The proposal for species conservation strategies must also be understood in the context of the net-gain offsetting that we already discussed in Committee last week. Our fear is that there could be unintended consequences. The noble Lord, Lord Krebs, outlined his concerns that, sadly, the overall result could be to allow the destruction of habitats and protected species in return for new habitat creation elsewhere. A developer could be licensed to proceed with activities that destroy habitats and species in return for contributing to habitats that support the wider population of that species. We share the noble Lord’s concern that this could allow a developer to proceed without protecting every specimen of a protected species and without always undertaking the appropriate site-specific survey work. We do not want to speed up development and reduce costs, which would ultimately do the opposite of what the Bill is trying to achieve.

The noble and learned Lord, Lord Hope of Craighead, mentioned the importance of planning authorities having a clear understanding of what is required, and this will be needed if these proposals are to be implemented well. We need to contribute to the conservation of certain species but, if that is managed badly or applied inappropriately, we could end up with it being nothing more than a shortcut to getting around some of the protected species obligations. Can the Minister confirm that, where species conservation strategies are used in cases of development planning, species’ needs will dictate the outcome, with the overriding presumption and priority being for on-site or local, rather than off-site, mitigations? Will he also confirm that biodiversity net gains will be additional to meeting the legal and policy requirements within the species conservation strategies?

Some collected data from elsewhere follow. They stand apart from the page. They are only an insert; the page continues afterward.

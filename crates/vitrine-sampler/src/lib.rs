//! Vitrine Sampler - seedable random sampling over product pools
//!
//! Deterministic interface, randomized behavior: every sampler owns an
//! injected, seedable RNG so callers (and tests) control reproducibility.
//! The shuffle is `rand`'s Fisher-Yates; comparator-based "random sorts"
//! are not uniform and are deliberately not used here.

#![warn(unreachable_pub)]

pub mod sampler;

pub use sampler::Sampler;

/// Version of this crate
pub const VERSION: &str = env!("CARGO_PKG_VERSION");
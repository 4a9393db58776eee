//! Storefront facade
//!
//! The injected entry point the rendering collaborator talks to:
//! - Opens the catalog from the external record source (once)
//! - Derives the price-ranked candidate pool
//! - Owns the rotation controller and its ticker
//!
//! All featured/expansion state lives behind one lock, so every transition
//! the collaborator triggers is a single critical section.

use crate::config::StorefrontConfig;
use crate::controller::{ExpandOutcome, RotationController};
use crate::error::{RotationError, StorefrontError};
use crate::events::ChangeEvent;
use crate::scheduler::RotationTicker;
use crate::source::RecordSource;
use std::sync::Arc;
use tokio::sync::{broadcast, Mutex};
use vitrine_catalog::{Catalog, Product, ProductId};
use vitrine_sampler::Sampler;

/// The storefront core
#[derive(Debug)]
pub struct Storefront {
    /// Configuration
    config: StorefrontConfig,
    /// Normalized catalog, immutable after open
    catalog: Catalog,
    /// Rotation/expansion state machine
    controller: Arc<Mutex<RotationController>>,
    /// Periodic tick, when armed via `start_rotation`
    ticker: Option<RotationTicker>,
}

impl Storefront {
    /// Fetch the catalog once and build the core.
    ///
    /// # Workflow
    /// 1. Fetch raw records from the external loader
    /// 2. Normalize into the catalog (fatal when nothing usable loads)
    /// 3. Derive the price-ranked candidate pool
    /// 4. Draw the initial featured set
    ///
    /// # Errors
    /// Any load, catalog, or rotation failure aborts initialization; the
    /// caller surfaces a load-error state instead of rendering an empty
    /// storefront.
    pub async fn open(
        source: &dyn RecordSource,
        config: StorefrontConfig,
        sampler: Sampler,
    ) -> Result<Self, StorefrontError> {
        let records = source.fetch().await?;
        tracing::info!(records = records.len(), "record source fetched");

        let catalog = Catalog::load(records)?;
        let pool = catalog.price_ranked(config.candidate_pool_size);
        let controller = RotationController::new(pool, sampler, config.clone())?;

        Ok(Self {
            config,
            catalog,
            controller: Arc::new(Mutex::new(controller)),
            ticker: None,
        })
    }

    /// Arm the periodic tick. No-op when already rotating.
    pub fn start_rotation(&mut self) {
        if self.ticker.as_ref().is_some_and(RotationTicker::is_active) {
            return;
        }
        self.ticker = Some(RotationTicker::spawn(
            self.controller.clone(),
            self.config.rotation_interval(),
        ));
    }

    /// Drive one tick synchronously (tests and manual refresh)
    pub async fn tick_now(&self) {
        self.controller.lock().await.on_tick();
    }

    /// The current featured set, ordered
    pub async fn featured(&self) -> Vec<Product> {
        self.controller.lock().await.featured().to_vec()
    }

    /// Open detail panels in insertion order
    pub async fn expanded(&self) -> Vec<Product> {
        self.controller
            .lock()
            .await
            .expanded_panels()
            .cloned()
            .collect()
    }

    /// Expand an item into detail view
    ///
    /// # Errors
    /// `RotationError::UnknownProduct` for stale references; recoverable.
    pub async fn expand(&self, id: &ProductId) -> Result<ExpandOutcome, RotationError> {
        self.controller.lock().await.expand(id)
    }

    /// Close a detail panel; no-op on absent identities
    pub async fn close_panel(&self, id: &ProductId) -> bool {
        self.controller.lock().await.close_panel(id)
    }

    /// Filtered product view for a free-text query (empty query returns
    /// the full catalog)
    #[must_use]
    pub fn search(&self, query: &str) -> Vec<Product> {
        self.catalog.filter(query)
    }

    /// Subscribe to change notifications
    pub async fn subscribe(&self) -> broadcast::Receiver<ChangeEvent> {
        self.controller.lock().await.subscribe()
    }

    /// Stop the ticker and disarm the controller. Idempotent; nothing
    /// mutates featured state after this returns.
    pub async fn shutdown(&mut self) {
        if let Some(mut ticker) = self.ticker.take() {
            ticker.shutdown();
        }
        self.controller.lock().await.teardown();
    }

    /// The loaded catalog
    #[inline]
    #[must_use]
    pub fn catalog(&self) -> &Catalog {
        &self.catalog
    }

    /// Configuration
    #[inline]
    #[must_use]
    pub fn config(&self) -> &StorefrontConfig {
        &self.config
    }

    /// Shared handle to the controller, for collaborators that hold state
    /// across turns
    #[inline]
    #[must_use]
    pub fn controller(&self) -> Arc<Mutex<RotationController>> {
        self.controller.clone()
    }
}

We are looking for some serious reassurance from the Minister that the species conservation strategies will not lead to perverse outcomes. We need to ensure that they are delivering gains for nature rather than gains for developers. Can he also confirm that site-specific impact assessments at the time of planning or of other consent applications will still be carried out to ensure that all impacts are identified and addressed? We need assurance that each strategy will be framed around the conservation objectives of the sites concerned, as well as any other conservation considerations.

I will now move on to the amendments tabled by the noble Earl, Lord Caithness, who made some very important points in his introduction. I am sure that noble Lords will support his important aim; all we want to do is to make this part of the Bill work better, and his amendments ably try to do that. We need to look to wider concerns that encompass all factors, not just habitats. The noble Earl made an important point when he talked about management being a forgotten activity that will help deliver success to our conservation strategies, and the noble Lord, Lord Randall of Uxbridge, supported him in that. The noble Earl, Lord Devon, also asked for assurances from the Minister about support for farmers and rural businesses. Again, this is an important area that must not be forgotten.

Turning to Amendment 293A, in the name of my noble friend Lord Browne of Ladyton, I thank him for his very detailed introduction. I also thank the noble Earl, Lord Shrewsbury, for sharing his extensive knowledge and experience of this matter. As the EU proceeds towards a ban on all lead ammunition, UK policy is lagging significantly behind the practices and organisational policies of many ammunition users. As my noble friend Lord Browne said so eloquently, there are no safe levels of lead—it affects all major body systems of animals, including humans. As the noble Earl, Lord Shrewsbury, said, regulation has ensured removal of lead from petrol, paint and drinking water. The last largely unregulated release of lead into our environment is from lead ammunition. We have heard that non-toxic ammunition is widely available, and guidance on its use is provided on the website of the British Association for Shooting and Conservation—BASC.

We have also heard in this debate that the UK shooting community is preparing for change, which is coming, but voluntary efforts to move away from lead shot have always failed. We need leadership from government, with legislation, if this change is going to happen. As the noble Baroness, Lady Bennett of Manor Castle, said, this amendment is deliverable. Finally, I ask the Minister: what progress is his department making in bringing this legislation forward and ending this practice?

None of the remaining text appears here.